▸ TASK DETAILS:
The response must be made up of the lines in the entries below that contain "impl".

▸ PROVIDED ENTRIES:

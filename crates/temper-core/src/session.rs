//! The event envelope that context filters are evaluated against.

use serde::{Deserialize, Serialize};

/// A single inbound event as seen by the context algebra.
///
/// Only the routing fields matter here; the message payload is carried in
/// `content` for listeners but never inspected by filters.
#[derive(Debug, Clone, Default, PartialEq, Eq, Serialize, Deserialize)]
pub struct Session {
    pub platform: String,
    #[serde(default, skip_serializing_if = "Option::is_none")]
    pub self_id: Option<String>,
    #[serde(default, skip_serializing_if = "Option::is_none")]
    pub user_id: Option<String>,
    #[serde(default, skip_serializing_if = "Option::is_none")]
    pub guild_id: Option<String>,
    #[serde(default, skip_serializing_if = "Option::is_none")]
    pub channel_id: Option<String>,
    #[serde(default)]
    pub content: String,
}

impl Session {
    pub fn new(platform: impl Into<String>) -> Self {
        Self {
            platform: platform.into(),
            ..Default::default()
        }
    }

    pub fn with_self_id(mut self, id: impl Into<String>) -> Self {
        self.self_id = Some(id.into());
        self
    }

    pub fn with_user(mut self, id: impl Into<String>) -> Self {
        self.user_id = Some(id.into());
        self
    }

    pub fn with_guild(mut self, id: impl Into<String>) -> Self {
        self.guild_id = Some(id.into());
        self
    }

    pub fn with_channel(mut self, id: impl Into<String>) -> Self {
        self.channel_id = Some(id.into());
        self
    }

    pub fn with_content(mut self, content: impl Into<String>) -> Self {
        self.content = content.into();
        self
    }

    /// A direct (private) session has no guild.
    pub fn is_direct(&self) -> bool {
        self.guild_id.is_none()
    }
}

▸ ANSWER TO THIS EXERCISE:
impl Session {
    pub fn new(platform: impl Into<String>) -> Self {
    pub fn with_self_id(mut self, id: impl Into<String>) -> Self {
    pub fn with_user(mut self, id: impl Into<String>) -> Self {
    pub fn with_guild(mut self, id: impl Into<String>) -> Self {
    pub fn with_channel(mut self, id: impl Into<String>) -> Self {
    pub fn with_content(mut self, content: impl Into<String>) -> Self {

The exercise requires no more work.